------ INPUT DATA
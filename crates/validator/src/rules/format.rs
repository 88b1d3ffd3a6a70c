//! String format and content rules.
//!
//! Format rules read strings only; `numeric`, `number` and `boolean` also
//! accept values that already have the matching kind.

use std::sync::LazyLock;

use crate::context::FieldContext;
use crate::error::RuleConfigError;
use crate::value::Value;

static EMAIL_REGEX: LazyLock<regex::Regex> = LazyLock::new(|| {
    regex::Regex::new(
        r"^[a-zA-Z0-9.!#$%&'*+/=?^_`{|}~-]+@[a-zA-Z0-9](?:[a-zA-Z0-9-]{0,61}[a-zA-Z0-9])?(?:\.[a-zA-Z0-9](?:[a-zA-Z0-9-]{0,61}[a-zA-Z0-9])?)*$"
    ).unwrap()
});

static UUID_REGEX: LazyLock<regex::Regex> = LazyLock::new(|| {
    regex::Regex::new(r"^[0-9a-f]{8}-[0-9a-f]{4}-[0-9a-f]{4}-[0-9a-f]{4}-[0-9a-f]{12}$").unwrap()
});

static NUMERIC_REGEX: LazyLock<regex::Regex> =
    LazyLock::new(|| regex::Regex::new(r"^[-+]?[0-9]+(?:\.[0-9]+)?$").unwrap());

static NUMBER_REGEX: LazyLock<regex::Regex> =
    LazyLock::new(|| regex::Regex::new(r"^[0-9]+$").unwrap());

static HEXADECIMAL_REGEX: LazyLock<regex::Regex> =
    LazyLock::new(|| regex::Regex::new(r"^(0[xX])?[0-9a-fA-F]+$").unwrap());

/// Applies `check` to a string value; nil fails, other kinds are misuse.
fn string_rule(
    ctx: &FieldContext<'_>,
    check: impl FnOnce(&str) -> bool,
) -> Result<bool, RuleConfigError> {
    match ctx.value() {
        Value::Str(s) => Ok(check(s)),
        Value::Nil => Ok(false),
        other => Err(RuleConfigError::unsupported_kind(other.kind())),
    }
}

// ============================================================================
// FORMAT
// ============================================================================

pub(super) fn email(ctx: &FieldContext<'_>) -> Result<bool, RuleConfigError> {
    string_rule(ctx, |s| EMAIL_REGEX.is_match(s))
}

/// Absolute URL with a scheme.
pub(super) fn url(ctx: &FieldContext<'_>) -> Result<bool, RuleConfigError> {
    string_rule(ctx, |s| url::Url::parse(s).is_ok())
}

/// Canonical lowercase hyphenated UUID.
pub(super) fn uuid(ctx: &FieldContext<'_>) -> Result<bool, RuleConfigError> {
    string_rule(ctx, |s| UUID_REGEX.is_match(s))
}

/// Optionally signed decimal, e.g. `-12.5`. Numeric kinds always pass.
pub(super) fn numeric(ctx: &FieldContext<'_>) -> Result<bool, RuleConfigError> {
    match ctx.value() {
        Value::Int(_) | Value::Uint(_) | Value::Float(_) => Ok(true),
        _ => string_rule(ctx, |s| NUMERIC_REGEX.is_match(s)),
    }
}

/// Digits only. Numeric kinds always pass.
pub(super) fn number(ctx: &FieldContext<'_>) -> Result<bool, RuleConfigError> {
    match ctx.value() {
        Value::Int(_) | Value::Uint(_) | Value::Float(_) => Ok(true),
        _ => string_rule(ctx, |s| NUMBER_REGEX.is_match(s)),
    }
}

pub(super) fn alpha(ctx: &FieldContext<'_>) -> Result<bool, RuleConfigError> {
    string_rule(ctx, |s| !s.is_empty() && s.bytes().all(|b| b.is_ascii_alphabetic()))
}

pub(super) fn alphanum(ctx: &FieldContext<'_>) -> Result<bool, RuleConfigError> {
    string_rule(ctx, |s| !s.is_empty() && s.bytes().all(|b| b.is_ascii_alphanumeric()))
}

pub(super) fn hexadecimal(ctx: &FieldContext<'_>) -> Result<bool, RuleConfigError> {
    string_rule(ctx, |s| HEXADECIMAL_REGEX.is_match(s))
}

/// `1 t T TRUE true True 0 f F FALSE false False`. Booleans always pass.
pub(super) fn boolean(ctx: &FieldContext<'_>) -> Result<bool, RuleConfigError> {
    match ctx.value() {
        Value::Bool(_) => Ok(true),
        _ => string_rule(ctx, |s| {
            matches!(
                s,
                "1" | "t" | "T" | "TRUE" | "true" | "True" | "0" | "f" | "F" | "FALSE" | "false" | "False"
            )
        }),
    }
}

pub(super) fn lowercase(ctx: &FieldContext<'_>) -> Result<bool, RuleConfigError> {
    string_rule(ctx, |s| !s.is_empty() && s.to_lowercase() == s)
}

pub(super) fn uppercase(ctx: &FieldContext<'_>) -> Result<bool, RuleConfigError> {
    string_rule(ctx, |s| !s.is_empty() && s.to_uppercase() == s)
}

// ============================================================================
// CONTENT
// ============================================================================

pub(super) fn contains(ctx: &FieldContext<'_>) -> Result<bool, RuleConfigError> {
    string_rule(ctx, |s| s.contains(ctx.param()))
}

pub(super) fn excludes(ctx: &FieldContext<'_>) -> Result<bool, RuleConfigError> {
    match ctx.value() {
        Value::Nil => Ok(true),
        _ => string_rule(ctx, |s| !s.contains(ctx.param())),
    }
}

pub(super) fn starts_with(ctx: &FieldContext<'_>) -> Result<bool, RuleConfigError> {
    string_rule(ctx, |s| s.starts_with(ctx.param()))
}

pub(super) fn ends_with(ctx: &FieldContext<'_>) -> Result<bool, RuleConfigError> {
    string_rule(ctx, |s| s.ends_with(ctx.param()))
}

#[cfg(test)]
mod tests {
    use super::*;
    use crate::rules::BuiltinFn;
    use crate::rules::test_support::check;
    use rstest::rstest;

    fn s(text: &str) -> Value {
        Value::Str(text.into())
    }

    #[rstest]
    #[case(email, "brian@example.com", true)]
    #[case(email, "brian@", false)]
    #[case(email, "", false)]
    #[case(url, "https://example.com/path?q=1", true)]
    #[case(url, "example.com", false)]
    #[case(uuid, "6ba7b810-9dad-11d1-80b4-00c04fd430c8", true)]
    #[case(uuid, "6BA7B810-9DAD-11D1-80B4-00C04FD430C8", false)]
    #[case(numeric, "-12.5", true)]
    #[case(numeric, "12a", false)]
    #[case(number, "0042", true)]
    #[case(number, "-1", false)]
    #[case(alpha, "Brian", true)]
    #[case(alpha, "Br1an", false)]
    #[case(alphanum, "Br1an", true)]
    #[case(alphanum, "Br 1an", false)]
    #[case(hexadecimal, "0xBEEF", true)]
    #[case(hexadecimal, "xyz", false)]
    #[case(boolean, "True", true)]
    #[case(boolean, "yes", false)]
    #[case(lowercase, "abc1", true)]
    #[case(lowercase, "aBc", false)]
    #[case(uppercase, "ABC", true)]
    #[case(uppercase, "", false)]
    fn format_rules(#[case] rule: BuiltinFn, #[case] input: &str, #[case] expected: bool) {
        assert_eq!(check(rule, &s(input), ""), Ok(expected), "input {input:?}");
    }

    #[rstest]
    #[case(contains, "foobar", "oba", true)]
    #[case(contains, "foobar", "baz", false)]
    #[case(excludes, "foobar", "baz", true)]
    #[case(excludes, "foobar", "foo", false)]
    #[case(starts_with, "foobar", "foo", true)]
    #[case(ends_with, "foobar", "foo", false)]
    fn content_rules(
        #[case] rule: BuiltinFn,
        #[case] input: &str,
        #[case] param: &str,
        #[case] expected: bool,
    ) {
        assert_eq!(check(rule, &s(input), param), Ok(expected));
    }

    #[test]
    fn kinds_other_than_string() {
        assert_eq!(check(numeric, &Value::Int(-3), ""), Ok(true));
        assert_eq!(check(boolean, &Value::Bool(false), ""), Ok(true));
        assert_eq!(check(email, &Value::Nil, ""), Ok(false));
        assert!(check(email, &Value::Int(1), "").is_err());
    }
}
------------
------ INPUT DATA
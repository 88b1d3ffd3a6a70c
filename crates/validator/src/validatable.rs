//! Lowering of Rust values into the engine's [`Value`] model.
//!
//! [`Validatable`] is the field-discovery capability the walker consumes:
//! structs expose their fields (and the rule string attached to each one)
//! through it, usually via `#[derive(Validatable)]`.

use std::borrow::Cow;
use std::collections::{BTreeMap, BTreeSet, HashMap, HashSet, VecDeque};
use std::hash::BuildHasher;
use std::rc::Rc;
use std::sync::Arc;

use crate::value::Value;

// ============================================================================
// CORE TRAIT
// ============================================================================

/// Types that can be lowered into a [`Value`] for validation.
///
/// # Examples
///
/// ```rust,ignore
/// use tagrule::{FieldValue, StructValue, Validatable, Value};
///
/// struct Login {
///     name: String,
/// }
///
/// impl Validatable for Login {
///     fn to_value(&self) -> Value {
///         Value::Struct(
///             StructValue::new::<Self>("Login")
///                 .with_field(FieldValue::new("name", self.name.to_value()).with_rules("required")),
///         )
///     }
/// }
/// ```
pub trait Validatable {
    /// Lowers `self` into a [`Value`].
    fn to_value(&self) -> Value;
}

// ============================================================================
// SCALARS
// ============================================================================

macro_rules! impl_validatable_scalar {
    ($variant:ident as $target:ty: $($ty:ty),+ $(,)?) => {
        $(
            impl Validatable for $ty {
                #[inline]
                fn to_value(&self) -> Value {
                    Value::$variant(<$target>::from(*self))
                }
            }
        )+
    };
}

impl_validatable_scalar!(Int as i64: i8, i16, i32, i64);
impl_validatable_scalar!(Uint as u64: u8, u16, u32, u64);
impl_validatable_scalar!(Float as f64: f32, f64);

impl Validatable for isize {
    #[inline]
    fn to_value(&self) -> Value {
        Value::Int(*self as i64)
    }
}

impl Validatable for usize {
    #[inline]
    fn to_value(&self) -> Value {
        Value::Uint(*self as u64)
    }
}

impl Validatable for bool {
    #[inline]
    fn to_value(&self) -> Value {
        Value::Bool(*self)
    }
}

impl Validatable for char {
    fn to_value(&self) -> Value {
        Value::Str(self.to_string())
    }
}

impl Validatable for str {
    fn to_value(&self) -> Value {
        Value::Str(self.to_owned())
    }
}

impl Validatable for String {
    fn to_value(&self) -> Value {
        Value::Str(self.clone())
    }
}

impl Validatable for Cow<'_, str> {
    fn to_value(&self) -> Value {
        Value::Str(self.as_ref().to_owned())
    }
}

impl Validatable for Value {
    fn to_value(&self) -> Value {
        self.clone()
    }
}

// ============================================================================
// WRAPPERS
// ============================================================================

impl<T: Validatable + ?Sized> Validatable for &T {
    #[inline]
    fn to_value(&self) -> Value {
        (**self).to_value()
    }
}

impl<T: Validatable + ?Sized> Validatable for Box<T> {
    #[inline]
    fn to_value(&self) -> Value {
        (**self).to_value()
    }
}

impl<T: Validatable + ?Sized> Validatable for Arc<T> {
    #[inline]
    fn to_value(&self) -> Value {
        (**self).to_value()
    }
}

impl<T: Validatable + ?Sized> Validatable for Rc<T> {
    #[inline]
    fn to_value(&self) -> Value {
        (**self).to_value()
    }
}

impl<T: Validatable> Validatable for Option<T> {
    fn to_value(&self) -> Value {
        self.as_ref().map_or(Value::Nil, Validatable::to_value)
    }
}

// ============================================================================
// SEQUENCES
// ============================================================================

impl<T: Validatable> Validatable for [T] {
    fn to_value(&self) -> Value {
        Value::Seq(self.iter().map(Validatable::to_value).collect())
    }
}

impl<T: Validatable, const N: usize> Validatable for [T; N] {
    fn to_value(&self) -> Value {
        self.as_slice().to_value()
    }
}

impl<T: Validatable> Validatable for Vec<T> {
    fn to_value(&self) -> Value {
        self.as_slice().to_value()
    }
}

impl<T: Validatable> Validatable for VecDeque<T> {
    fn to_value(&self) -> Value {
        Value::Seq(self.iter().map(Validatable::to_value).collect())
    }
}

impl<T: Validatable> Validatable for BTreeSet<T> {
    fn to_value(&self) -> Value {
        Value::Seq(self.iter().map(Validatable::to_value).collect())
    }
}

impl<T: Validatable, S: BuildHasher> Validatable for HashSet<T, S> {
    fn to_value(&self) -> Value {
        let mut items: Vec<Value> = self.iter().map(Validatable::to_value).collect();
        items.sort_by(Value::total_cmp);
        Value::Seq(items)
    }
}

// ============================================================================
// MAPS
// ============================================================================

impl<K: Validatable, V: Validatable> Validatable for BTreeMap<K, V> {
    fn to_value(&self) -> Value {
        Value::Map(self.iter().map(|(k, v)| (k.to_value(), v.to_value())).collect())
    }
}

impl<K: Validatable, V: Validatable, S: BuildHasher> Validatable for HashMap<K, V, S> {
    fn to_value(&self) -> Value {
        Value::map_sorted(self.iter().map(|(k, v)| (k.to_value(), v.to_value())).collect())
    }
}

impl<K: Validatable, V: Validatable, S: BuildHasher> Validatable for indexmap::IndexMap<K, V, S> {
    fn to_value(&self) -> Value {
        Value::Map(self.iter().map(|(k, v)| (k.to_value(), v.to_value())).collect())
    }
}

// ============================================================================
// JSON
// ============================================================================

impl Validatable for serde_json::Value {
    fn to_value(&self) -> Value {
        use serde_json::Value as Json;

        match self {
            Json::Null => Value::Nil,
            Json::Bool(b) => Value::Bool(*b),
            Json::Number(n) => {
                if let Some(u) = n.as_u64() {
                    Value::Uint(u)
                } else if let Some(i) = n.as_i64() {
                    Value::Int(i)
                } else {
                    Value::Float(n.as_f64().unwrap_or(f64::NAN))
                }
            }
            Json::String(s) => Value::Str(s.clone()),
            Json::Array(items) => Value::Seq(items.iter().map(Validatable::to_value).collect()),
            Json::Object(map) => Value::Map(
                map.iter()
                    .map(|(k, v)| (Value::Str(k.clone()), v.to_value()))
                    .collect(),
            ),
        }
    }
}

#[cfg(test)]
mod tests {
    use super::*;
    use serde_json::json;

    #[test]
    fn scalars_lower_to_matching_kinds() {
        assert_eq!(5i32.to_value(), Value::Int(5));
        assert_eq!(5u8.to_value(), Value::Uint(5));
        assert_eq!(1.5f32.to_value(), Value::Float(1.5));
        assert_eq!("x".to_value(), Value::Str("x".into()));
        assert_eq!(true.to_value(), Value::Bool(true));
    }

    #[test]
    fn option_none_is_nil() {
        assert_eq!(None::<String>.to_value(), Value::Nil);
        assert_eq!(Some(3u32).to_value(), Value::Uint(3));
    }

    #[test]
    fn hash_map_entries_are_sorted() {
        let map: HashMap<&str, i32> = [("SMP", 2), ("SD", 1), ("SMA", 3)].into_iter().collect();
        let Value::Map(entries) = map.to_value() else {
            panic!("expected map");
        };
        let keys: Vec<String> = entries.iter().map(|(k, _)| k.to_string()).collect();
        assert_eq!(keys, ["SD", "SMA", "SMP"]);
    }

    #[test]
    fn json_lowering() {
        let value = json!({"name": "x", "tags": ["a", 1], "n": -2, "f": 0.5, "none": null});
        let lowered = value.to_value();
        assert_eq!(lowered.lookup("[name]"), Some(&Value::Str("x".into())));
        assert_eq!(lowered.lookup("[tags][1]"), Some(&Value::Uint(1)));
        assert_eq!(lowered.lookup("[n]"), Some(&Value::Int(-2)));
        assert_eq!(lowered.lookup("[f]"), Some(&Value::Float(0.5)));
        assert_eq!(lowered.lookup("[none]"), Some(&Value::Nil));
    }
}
------------
# WHAT THE EXERCISE ASKS:
Gather every line from the entries above where the word "foobar" appears, and copy them.

# RESPONSE FOR THIS EXERCISE:
    #[case(contains, "foobar", "oba", true)]
    #[case(contains, "foobar", "baz", false)]
    #[case(excludes, "foobar", "baz", true)]
    #[case(excludes, "foobar", "foo", false)]
    #[case(starts_with, "foobar", "foo", true)]
    #[case(ends_with, "foobar", "foo", false)]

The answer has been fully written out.